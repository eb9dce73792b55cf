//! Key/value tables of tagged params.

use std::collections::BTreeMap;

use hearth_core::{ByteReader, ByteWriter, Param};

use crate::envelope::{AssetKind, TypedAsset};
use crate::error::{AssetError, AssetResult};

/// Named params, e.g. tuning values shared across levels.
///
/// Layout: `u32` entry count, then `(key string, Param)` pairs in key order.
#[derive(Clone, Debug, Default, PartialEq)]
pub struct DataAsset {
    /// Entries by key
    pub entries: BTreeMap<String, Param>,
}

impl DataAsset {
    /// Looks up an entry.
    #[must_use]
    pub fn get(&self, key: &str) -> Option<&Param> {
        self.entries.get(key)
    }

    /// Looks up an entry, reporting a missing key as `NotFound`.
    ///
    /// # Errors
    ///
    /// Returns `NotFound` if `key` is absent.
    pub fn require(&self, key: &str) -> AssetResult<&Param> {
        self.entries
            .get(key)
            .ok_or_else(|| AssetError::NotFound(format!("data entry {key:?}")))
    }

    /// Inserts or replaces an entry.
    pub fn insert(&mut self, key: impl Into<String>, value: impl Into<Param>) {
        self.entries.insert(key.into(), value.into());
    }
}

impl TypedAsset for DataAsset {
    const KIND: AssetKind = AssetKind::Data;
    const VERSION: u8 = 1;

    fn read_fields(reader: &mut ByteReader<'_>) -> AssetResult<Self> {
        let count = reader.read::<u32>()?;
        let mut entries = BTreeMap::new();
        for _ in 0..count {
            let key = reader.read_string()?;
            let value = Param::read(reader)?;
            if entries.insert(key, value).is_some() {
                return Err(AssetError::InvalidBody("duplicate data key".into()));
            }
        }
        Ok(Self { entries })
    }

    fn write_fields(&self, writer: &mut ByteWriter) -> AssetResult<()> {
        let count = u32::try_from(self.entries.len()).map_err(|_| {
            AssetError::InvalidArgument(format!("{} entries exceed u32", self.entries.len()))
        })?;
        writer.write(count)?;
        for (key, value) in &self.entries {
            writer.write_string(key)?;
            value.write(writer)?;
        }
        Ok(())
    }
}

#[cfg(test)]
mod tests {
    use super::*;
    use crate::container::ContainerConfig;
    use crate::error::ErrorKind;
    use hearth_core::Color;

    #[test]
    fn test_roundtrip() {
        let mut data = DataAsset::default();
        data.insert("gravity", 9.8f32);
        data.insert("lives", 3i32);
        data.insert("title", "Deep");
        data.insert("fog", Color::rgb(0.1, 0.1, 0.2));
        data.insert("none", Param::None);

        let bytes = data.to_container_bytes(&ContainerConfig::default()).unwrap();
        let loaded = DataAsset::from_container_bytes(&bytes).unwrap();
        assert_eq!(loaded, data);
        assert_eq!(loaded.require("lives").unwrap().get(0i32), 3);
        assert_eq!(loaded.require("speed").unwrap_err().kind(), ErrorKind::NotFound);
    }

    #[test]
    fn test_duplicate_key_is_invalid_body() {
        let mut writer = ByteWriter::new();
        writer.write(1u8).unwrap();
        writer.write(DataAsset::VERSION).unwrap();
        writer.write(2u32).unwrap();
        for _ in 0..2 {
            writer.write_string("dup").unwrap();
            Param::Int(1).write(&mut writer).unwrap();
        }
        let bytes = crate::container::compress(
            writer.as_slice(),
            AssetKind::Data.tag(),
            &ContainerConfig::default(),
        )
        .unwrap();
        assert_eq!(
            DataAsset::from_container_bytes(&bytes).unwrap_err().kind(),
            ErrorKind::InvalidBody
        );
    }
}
--
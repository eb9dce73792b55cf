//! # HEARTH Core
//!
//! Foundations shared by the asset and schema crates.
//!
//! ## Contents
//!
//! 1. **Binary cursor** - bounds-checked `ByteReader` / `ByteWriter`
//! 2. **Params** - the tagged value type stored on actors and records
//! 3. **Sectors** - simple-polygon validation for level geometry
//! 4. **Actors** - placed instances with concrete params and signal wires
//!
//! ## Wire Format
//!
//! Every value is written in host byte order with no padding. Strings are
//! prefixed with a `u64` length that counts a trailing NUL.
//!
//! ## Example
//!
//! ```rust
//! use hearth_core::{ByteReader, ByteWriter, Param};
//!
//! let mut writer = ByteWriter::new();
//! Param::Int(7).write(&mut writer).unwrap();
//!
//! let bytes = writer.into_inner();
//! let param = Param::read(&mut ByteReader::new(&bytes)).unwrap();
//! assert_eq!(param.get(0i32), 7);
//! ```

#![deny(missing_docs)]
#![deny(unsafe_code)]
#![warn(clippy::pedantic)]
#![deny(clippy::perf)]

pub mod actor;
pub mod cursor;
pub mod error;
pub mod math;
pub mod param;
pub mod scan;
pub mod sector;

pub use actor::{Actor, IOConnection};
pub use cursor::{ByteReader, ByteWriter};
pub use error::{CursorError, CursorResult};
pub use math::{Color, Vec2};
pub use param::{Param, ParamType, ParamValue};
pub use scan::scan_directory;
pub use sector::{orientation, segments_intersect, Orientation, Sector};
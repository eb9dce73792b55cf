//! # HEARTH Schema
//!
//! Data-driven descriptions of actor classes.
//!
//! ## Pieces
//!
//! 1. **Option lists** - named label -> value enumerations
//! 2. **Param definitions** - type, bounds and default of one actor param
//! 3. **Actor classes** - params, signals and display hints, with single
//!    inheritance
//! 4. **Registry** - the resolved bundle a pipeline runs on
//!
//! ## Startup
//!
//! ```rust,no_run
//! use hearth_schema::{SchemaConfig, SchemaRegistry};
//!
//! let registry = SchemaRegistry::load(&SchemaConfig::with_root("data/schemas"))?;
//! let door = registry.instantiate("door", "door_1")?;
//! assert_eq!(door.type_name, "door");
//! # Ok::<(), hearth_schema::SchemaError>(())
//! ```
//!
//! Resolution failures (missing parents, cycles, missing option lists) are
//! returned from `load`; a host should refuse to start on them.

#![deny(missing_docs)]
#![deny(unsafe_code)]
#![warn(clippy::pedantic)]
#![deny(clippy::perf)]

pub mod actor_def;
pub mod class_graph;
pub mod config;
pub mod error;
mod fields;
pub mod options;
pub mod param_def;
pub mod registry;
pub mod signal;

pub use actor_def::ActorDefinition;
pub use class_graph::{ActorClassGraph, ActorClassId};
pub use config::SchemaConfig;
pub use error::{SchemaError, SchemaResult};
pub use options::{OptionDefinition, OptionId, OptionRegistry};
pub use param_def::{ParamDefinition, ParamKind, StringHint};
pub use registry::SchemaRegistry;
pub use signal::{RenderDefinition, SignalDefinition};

EXERCISE AIM>
Show the lines of the records above that mention "SchemaConfig".

RESULT FOR THIS EXERCISE>
//! use hearth_schema::{SchemaConfig, SchemaRegistry};
//! let registry = SchemaRegistry::load(&SchemaConfig::with_root("data/schemas"))?;
pub use config::SchemaConfig;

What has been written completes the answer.